+++ Input data +++

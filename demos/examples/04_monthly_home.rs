use std::sync::Arc;

use bitacora::{DisplayMode, PeriodToken, PipelineController};
use bitacora_demos::common::{TableRenderer, bitacora_for, get_preset, initial_state};

#[tokio::main]
async fn main() -> Result<(), Box<dyn std::error::Error>> {
    // Monthly closes, common months only, rebased to 100.
    let preset = get_preset("home")?;
    println!("# {}", preset.title);

    let bitacora = Arc::new(bitacora_for(&preset)?);
    let controller = PipelineController::new(bitacora, Arc::new(TableRenderer))
        .with_state(initial_state(&preset))?;

    let Ok(frame) = controller.load().await else {
        return Ok(());
    };
    println!("\nmonths on the axis:");
    for day in &frame.axis {
        println!("  {day}");
    }

    // Same months in real values, then the whole cached year as Delta%.
    controller.set_mode(DisplayMode::Real)?;
    controller.set_mode(DisplayMode::DeltaPct)?;
    controller.set_period(PeriodToken::M6).await?;

    Ok(())
}
#![allow(dead_code)]
#![allow(clippy::type_complexity)]

use std::sync::Arc;
use std::sync::atomic::{AtomicUsize, Ordering};

use async_trait::async_trait;
use bitacora::{BitacoraError, FetchWindow, Point, Series, SeriesSource};
use tokio::time::{Duration, sleep};

/// In-memory source used by integration tests.
///
/// Answers with a fixed series (clipped to the requested window), a scripted
/// error, or whatever `fetch_fn` returns. Counts every call.
pub struct ScriptedSource {
    pub name: &'static str,
    pub points: Vec<Point>,
    pub error: Option<BitacoraError>,
    pub delay: Duration,
    // Optional per-call delay, e.g. to make an older window resolve last.
    pub delay_fn: Option<Arc<dyn Fn(&FetchWindow) -> Duration + Send + Sync>>,
    pub fetch_fn: Option<Arc<dyn Fn(&FetchWindow) -> Result<Series, BitacoraError> + Send + Sync>>,
    pub calls: Arc<AtomicUsize>,
}

impl ScriptedSource {
    pub fn builder() -> ScriptedSourceBuilder {
        ScriptedSourceBuilder::new()
    }

    pub fn calls(&self) -> usize {
        self.calls.load(Ordering::SeqCst)
    }
}

#[async_trait]
impl SeriesSource for ScriptedSource {
    fn name(&self) -> &'static str {
        self.name
    }

    fn vendor(&self) -> &'static str {
        "Scripted"
    }

    async fn fetch(&self, window: &FetchWindow) -> Result<Series, BitacoraError> {
        self.calls.fetch_add(1, Ordering::SeqCst);
        let delay = self.delay_fn.as_ref().map_or(self.delay, |f| f(window));
        if !delay.is_zero() {
            sleep(delay).await;
        }
        if let Some(f) = &self.fetch_fn {
            return f(window);
        }
        if let Some(e) = &self.error {
            return Err(e.clone());
        }
        Ok(self
            .points
            .iter()
            .copied()
            .filter(|p| window.contains(p.date))
            .collect())
    }
}

pub struct ScriptedSourceBuilder {
    inner: ScriptedSource,
}

impl ScriptedSourceBuilder {
    pub fn new() -> Self {
        Self {
            inner: ScriptedSource {
                name: "scripted",
                points: vec![],
                error: None,
                delay: Duration::ZERO,
                delay_fn: None,
                fetch_fn: None,
                calls: Arc::new(AtomicUsize::new(0)),
            },
        }
    }

    pub fn name(mut self, name: &'static str) -> Self {
        self.inner.name = name;
        self
    }

    pub fn points(mut self, points: Vec<Point>) -> Self {
        self.inner.points = points;
        self
    }

    pub fn fails_with(mut self, e: BitacoraError) -> Self {
        self.inner.error = Some(e);
        self
    }

    pub fn delay(mut self, d: Duration) -> Self {
        self.inner.delay = d;
        self
    }

    pub fn delay_fn<F>(mut self, f: F) -> Self
    where
        F: Fn(&FetchWindow) -> Duration + Send + Sync + 'static,
    {
        self.inner.delay_fn = Some(Arc::new(f));
        self
    }

    pub fn fetch_fn<F>(mut self, f: F) -> Self
    where
        F: Fn(&FetchWindow) -> Result<Series, BitacoraError> + Send + Sync + 'static,
    {
        self.inner.fetch_fn = Some(Arc::new(f));
        self
    }

    pub fn build(self) -> Arc<ScriptedSource> {
        Arc::new(self.inner)
    }
}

+++

[Work to be completed]
Reproduce every line from the preceding data in which the word "AtomicUsize" can be found.

[Response area]
use std::sync::atomic::{AtomicUsize, Ordering};
    pub calls: Arc<AtomicUsize>,
                calls: Arc::new(AtomicUsize::new(0)),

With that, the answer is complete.